Required work:
In the records that come next, find every line with "reqwest". Return those lines.

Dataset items
- Opening Delimiter -

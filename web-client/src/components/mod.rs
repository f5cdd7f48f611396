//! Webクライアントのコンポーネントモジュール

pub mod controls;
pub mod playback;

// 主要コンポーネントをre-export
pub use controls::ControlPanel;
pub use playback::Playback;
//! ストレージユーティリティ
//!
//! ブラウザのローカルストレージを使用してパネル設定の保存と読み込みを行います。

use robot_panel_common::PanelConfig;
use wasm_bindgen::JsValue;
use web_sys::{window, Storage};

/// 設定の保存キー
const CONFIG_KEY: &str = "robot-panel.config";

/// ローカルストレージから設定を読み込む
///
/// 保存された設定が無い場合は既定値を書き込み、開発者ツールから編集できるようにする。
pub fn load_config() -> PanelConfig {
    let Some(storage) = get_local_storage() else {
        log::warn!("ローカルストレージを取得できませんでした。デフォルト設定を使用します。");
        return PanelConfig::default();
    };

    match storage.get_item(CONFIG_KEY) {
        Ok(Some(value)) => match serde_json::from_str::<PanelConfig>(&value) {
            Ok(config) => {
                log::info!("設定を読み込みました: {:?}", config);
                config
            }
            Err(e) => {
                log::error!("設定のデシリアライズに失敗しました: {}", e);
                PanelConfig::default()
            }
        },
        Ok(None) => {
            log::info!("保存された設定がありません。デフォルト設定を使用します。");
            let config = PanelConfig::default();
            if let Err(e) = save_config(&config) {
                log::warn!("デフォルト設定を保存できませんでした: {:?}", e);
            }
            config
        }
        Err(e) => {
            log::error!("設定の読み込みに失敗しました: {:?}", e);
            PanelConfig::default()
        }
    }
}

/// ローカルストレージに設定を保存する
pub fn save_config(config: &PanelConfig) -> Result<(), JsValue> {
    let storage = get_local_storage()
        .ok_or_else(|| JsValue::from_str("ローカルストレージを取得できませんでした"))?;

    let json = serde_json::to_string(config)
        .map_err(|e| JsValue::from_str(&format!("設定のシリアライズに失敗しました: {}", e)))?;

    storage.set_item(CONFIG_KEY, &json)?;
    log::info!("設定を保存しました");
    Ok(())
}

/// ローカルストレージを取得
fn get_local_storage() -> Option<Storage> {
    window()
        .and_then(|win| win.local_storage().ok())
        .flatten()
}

- Closing Delimiter -
- Opening Delimiter -

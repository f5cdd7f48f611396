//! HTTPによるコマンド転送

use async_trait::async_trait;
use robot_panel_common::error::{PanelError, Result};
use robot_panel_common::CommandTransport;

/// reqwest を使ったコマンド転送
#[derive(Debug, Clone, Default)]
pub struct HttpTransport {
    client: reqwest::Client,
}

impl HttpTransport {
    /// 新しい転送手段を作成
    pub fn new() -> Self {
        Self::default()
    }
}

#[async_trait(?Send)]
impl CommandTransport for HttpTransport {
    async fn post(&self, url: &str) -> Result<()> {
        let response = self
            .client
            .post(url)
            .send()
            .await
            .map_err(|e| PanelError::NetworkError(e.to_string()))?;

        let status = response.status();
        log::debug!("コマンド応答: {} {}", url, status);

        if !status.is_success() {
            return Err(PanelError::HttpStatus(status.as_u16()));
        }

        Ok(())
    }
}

- Closing Delimiter -
- Opening Delimiter -

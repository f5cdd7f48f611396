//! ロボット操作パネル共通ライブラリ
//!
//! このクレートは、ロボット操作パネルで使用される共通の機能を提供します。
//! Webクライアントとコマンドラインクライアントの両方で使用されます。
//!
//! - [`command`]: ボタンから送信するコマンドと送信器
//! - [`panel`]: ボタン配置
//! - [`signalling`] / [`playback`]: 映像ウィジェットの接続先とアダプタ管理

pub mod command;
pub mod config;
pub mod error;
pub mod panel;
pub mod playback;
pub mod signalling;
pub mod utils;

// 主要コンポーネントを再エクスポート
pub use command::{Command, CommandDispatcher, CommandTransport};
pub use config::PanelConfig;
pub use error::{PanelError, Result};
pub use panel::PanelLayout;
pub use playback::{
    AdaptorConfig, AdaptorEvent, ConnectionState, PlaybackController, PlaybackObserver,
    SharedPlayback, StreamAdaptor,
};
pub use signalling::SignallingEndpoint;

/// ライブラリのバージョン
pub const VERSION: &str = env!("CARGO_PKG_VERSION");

- Closing Delimiter -

Solution to this task:
/// reqwest を使ったコマンド転送
    client: reqwest::Client,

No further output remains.